Pistes possibles pour de futures thérapies
L’une des découvertes prometteuses de l’étude est que le microexon 4 semble fonctionner « en trans », ce qui signifie qu’il pourrait être possible d’introduire cette petite séquence d’acides aminés dans les cellules pour restaurer partiellement la fonction CPEB4 et potentiellement inverser les symptômes.
« Bien que nous en soyons encore au stade exploratoire, cette découverte est prometteuse et laisse entrevoir une approche thérapeutique potentielle qui pourrait restaurer la fonction CPEB4 », explique le Dr Méndez. Les chercheurs soulignent que cette découverte nécessite encore des tests expérimentaux approfondis, tels que des études sur des modèles animaux et le dépassement de multiples barrières techniques.
Collaboration interdisciplinaire et recherches futures
Cette étude est un exemple notable de la façon dont la collaboration interdisciplinaire peut conduire à des progrès significatifs dans la compréhension de maladies complexes. En combinant des approches de biochimie, de biologie cellulaire, de biophysique et de neurosciences, l'équipe de l'IRB Barcelone a réussi à découvrir un mécanisme qui pourrait avoir de profondes implications sur l'autisme idiopathique.
« C'est une réalisation qui reflète la force de travailler dans un environnement qui favorise l'interaction entre différentes disciplines », conclut le Dr Salvatella. « Nous continuerons à explorer ce mécanisme et ses implications, dans l'espoir de pouvoir éventuellement transformer ces découvertes en bénéfices pour les personnes touchées par l'autisme. »
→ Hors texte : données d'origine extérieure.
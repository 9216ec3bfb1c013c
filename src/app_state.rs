// =============================================================================
// Process-wide application state
// =============================================================================
//
// Sessions are independent task trees; the only shared pieces are the config,
// the store handle, and the vendor source (which carries the process-wide
// request throttle). Everything session-local lives in the session itself.
// =============================================================================

use std::sync::Arc;

use parking_lot::RwLock;

use crate::market_data::source::MarketDataSource;
use crate::persistence::Database;
use crate::runtime_config::RuntimeConfig;

pub struct AppState {
    pub runtime_config: Arc<RwLock<RuntimeConfig>>,
    pub db: Database,
    pub market_data: Arc<dyn MarketDataSource>,
    /// Instant the server started, for uptime reporting.
    pub start_time: std::time::Instant,
}

impl AppState {
    pub fn new(
        config: RuntimeConfig,
        db: Database,
        market_data: Arc<dyn MarketDataSource>,
    ) -> Self {
        Self {
            runtime_config: Arc::new(RwLock::new(config)),
            db,
            market_data,
            start_time: std::time::Instant::now(),
        }
    }
}
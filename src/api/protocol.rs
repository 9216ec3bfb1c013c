// =============================================================================
// WebSocket wire protocol — {type, data} envelopes in both directions
// =============================================================================

use serde::de::DeserializeOwned;
use serde::{Deserialize, Serialize};

use crate::error::{CoreError, CoreResult};
use crate::market_data::candle::{Candle, Interval};
use crate::persistence::models::{Order, Trade};
use crate::types::Side;

// ---------------------------------------------------------------------------
// Inbound
// ---------------------------------------------------------------------------

#[derive(Debug, Deserialize)]
struct InboundEnvelope {
    #[serde(rename = "type")]
    kind: String,
    #[serde(default)]
    data: serde_json::Value,
}

/// Start payload:
/// `{"symbol":"BTCUSDT","startTime":<ms>,"interval":"5m","speed":60,"initialFunding":10000}`
#[derive(Debug, Clone, Deserialize)]
#[serde(rename_all = "camelCase")]
pub struct StartRequest {
    pub symbol: String,
    pub start_time: i64,
    pub interval: Interval,
    pub speed: u32,
    pub initial_funding: f64,
}

#[derive(Debug, Clone, Deserialize)]
#[serde(rename_all = "camelCase")]
pub struct SetSpeedRequest {
    pub speed: u32,
}

#[derive(Debug, Clone, Deserialize)]
#[serde(rename_all = "camelCase")]
pub struct SetTimeframeRequest {
    pub timeframe: Interval,
}

#[derive(Debug, Clone, Deserialize)]
#[serde(rename_all = "camelCase")]
pub struct PlaceOrderRequest {
    pub symbol: String,
    pub side: Side,
    pub quantity: f64,
}

/// A parsed client command.
#[derive(Debug, Clone)]
pub enum Command {
    Start(StartRequest),
    Stop,
    Pause,
    Resume,
    SetSpeed(u32),
    SetTimeframe(Interval),
    GetStatus,
    PlaceOrder(PlaceOrderRequest),
}

impl Command {
    /// Parse one inbound text frame. Malformed JSON, an unknown `type`, or a
    /// payload that does not match the type all surface as `InvalidRequest`.
    pub fn parse(text: &str) -> CoreResult<Self> {
        let envelope: InboundEnvelope = serde_json::from_str(text)
            .map_err(|e| CoreError::InvalidRequest(format!("malformed frame: {e}")))?;

        match envelope.kind.as_str() {
            "simulation_control_start" => Ok(Self::Start(payload(envelope.data)?)),
            "simulation_control_stop" => Ok(Self::Stop),
            "simulation_control_pause" => Ok(Self::Pause),
            "simulation_control_resume" => Ok(Self::Resume),
            "simulation_control_set_speed" => {
                let req: SetSpeedRequest = payload(envelope.data)?;
                Ok(Self::SetSpeed(req.speed))
            }
            "simulation_control_set_timeframe" => {
                let req: SetTimeframeRequest = payload(envelope.data)?;
                Ok(Self::SetTimeframe(req.timeframe))
            }
            "simulation_control_get_status" => Ok(Self::GetStatus),
            "order_place" => Ok(Self::PlaceOrder(payload(envelope.data)?)),
            other => Err(CoreError::InvalidRequest(format!(
                "unknown message type: {other}"
            ))),
        }
    }

    /// The command name used in control acks and error frames.
    pub fn name(&self) -> &'static str {
        match self {
            Self::Start(_) => "start",
            Self::Stop => "stop",
            Self::Pause => "pause",
            Self::Resume => "resume",
            Self::SetSpeed(_) => "set_speed",
            Self::SetTimeframe(_) => "set_timeframe",
            Self::GetStatus => "get_status",
            Self::PlaceOrder(_) => "order_place",
        }
    }
}

fn payload<T: DeserializeOwned>(data: serde_json::Value) -> CoreResult<T> {
    serde_json::from_value(data)
        .map_err(|e| CoreError::InvalidRequest(format!("invalid payload: {e}")))
}

// ---------------------------------------------------------------------------
// Outbound
// ---------------------------------------------------------------------------

/// Every frame the server can push. Serializes to the same
/// `{"type": ..., "data": ...}` envelope the client sends.
#[derive(Debug, Clone, Serialize)]
#[serde(tag = "type", content = "data", rename_all = "snake_case")]
pub enum OutboundMessage {
    StatusUpdate(StatusUpdate),
    SimulationUpdate(SimulationUpdate),
    OrderPlaced(OrderEvent),
    OrderExecuted(OrderEvent),
    SimulationControlResponse(ControlAck),
    SimulationControlError(ErrorInfo),
    OrderControlResponse(ControlAck),
    OrderControlError(ErrorInfo),
    ConnectionStatus(ConnectionStatus),
    Error(ErrorInfo),
}

/// Session status snapshot.
#[derive(Debug, Clone, Serialize)]
#[serde(rename_all = "camelCase")]
pub struct StatusUpdate {
    pub state: String,
    #[serde(skip_serializing_if = "Option::is_none")]
    pub symbol: Option<String>,
    #[serde(skip_serializing_if = "Option::is_none")]
    pub interval: Option<String>,
    #[serde(skip_serializing_if = "Option::is_none")]
    pub speed: Option<u32>,
    pub progress: f64,
    #[serde(skip_serializing_if = "Option::is_none")]
    pub current_price: Option<f64>,
    #[serde(skip_serializing_if = "Option::is_none")]
    pub simulation_time: Option<i64>,
    #[serde(rename = "simulationID", skip_serializing_if = "Option::is_none")]
    pub simulation_id: Option<i64>,
    pub is_running: bool,
}

/// One replay tick: the current (complete or incomplete) candle plus clock
/// state.
#[derive(Debug, Clone, Serialize)]
#[serde(rename_all = "camelCase")]
pub struct SimulationUpdate {
    pub price: f64,
    pub timestamp: i64,
    pub ohlcv: Candle,
    pub progress: f64,
    pub speed: u32,
    pub state: String,
    pub simulation_time: i64,
}

/// Order lifecycle event: the full order row, plus the trade row once
/// executed.
#[derive(Debug, Clone, Serialize)]
#[serde(rename_all = "camelCase")]
pub struct OrderEvent {
    pub order: Order,
    #[serde(skip_serializing_if = "Option::is_none")]
    pub trade: Option<Trade>,
}

#[derive(Debug, Clone, Serialize)]
#[serde(rename_all = "camelCase")]
pub struct ControlAck {
    pub command: String,
    #[serde(skip_serializing_if = "Option::is_none")]
    pub message: Option<String>,
}

#[derive(Debug, Clone, Serialize)]
#[serde(rename_all = "camelCase")]
pub struct ErrorInfo {
    pub kind: String,
    pub message: String,
}

impl ErrorInfo {
    pub fn from_error(err: &CoreError) -> Self {
        Self {
            kind: err.kind().to_string(),
            message: err.to_string(),
        }
    }
}

#[derive(Debug, Clone, Serialize)]
#[serde(rename_all = "camelCase")]
pub struct ConnectionStatus {
    pub connected: bool,
    pub session_id: String,
}

// ---------------------------------------------------------------------------
// Tests
// ---------------------------------------------------------------------------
L'étude représente une étape importante dans la compréhension des mécanismes moléculaires sous-jacents à l'autisme idiopathique et met en évidence l'importance des séquences génétiques courtes dans la régulation des fonctions cellulaires critiques. Bien qu'il reste encore beaucoup à étudier, les résultats ouvrent une nouvelle direction pour le développement de thérapies susceptibles d'améliorer la qualité de vie de nombreuses personnes et familles touchées par l'autisme.
Ce travail a été rendu possible grâce à la collaboration de plusieurs institutions et scientifiques prestigieux. Parmi eux, une mention spéciale est accordée au Dr José Lucas, du Centro de Biología Molecular Severo Ochoa (CBM Severo Ochoa) du CSIC/UAM de Madrid, et au Dr Ruben Hervás, de la Faculté de médecine Li Ka Shing de l'Université. de Hong Kong. En outre, la recherche a impliqué des groupes du Centre Linderstrøm-Lang pour la science des protéines de l'Université de Copenhague et de l'IBEC. Le Centro de Investigación Biomédica en Red del Área de Enfermedades Neurodegenerativas (CIBERNED) de l'Instituto de Salud Carlos III de Madrid, de l'University College London et de l'Université de Barcelone ont également participé aux travaux.
Ce projet a été financé principalement par l'Agence nationale de recherche (AEI) et le Conseil européen de la recherche (ERC).